____ Materials provided
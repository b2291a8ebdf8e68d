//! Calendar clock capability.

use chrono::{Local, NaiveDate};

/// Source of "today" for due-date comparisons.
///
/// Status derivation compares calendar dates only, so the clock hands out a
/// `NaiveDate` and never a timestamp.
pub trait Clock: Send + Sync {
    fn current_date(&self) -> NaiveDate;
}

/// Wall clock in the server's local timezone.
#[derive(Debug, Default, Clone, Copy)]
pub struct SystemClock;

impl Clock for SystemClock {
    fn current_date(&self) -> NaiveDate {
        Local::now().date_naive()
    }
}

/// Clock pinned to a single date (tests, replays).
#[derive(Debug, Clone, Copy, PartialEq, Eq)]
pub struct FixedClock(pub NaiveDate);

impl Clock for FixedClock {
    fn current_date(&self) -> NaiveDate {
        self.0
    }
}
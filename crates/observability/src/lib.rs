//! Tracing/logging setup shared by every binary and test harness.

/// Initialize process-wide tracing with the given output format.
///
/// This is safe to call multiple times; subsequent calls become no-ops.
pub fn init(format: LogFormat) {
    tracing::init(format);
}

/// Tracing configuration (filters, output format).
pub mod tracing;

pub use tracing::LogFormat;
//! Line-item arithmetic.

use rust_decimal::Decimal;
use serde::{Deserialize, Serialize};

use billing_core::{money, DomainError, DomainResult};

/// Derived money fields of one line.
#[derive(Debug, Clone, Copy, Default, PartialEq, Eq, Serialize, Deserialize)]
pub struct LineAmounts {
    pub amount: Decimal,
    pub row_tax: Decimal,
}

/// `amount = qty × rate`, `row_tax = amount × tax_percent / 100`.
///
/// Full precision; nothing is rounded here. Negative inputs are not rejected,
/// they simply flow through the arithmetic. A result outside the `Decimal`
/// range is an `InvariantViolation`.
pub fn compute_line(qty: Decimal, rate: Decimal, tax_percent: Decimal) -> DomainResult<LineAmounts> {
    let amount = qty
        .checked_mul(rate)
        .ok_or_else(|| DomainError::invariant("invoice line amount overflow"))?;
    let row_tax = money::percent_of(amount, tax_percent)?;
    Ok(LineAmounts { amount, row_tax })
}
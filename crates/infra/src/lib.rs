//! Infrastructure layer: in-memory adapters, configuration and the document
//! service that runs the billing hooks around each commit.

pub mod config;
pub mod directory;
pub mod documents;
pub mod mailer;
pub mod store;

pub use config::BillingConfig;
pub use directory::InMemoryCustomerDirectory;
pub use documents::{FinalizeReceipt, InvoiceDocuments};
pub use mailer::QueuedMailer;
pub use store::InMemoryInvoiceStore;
________
____ Materials provided
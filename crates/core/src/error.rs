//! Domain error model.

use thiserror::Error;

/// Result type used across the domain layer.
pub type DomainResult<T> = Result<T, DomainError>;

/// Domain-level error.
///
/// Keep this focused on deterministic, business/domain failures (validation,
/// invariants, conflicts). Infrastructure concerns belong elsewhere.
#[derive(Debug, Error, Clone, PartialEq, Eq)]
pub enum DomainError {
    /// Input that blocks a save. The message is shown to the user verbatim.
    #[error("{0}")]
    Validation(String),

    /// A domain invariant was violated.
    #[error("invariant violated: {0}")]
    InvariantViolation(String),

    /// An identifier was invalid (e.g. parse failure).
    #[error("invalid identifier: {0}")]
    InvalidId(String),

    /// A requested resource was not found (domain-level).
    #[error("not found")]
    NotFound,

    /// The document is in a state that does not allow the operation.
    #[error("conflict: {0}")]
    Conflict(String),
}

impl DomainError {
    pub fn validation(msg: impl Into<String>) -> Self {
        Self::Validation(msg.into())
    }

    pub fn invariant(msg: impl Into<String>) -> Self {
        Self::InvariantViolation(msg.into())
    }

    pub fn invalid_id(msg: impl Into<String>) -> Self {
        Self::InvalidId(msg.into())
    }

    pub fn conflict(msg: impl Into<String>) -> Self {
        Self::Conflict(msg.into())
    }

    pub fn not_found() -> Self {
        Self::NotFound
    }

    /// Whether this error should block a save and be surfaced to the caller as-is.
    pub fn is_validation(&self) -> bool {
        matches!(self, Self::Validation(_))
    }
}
________
### Exercise brief
From the listing, copy each line containing the word "violated".

### Finished task
    /// A domain invariant was violated.
    #[error("invariant violated: {0}")]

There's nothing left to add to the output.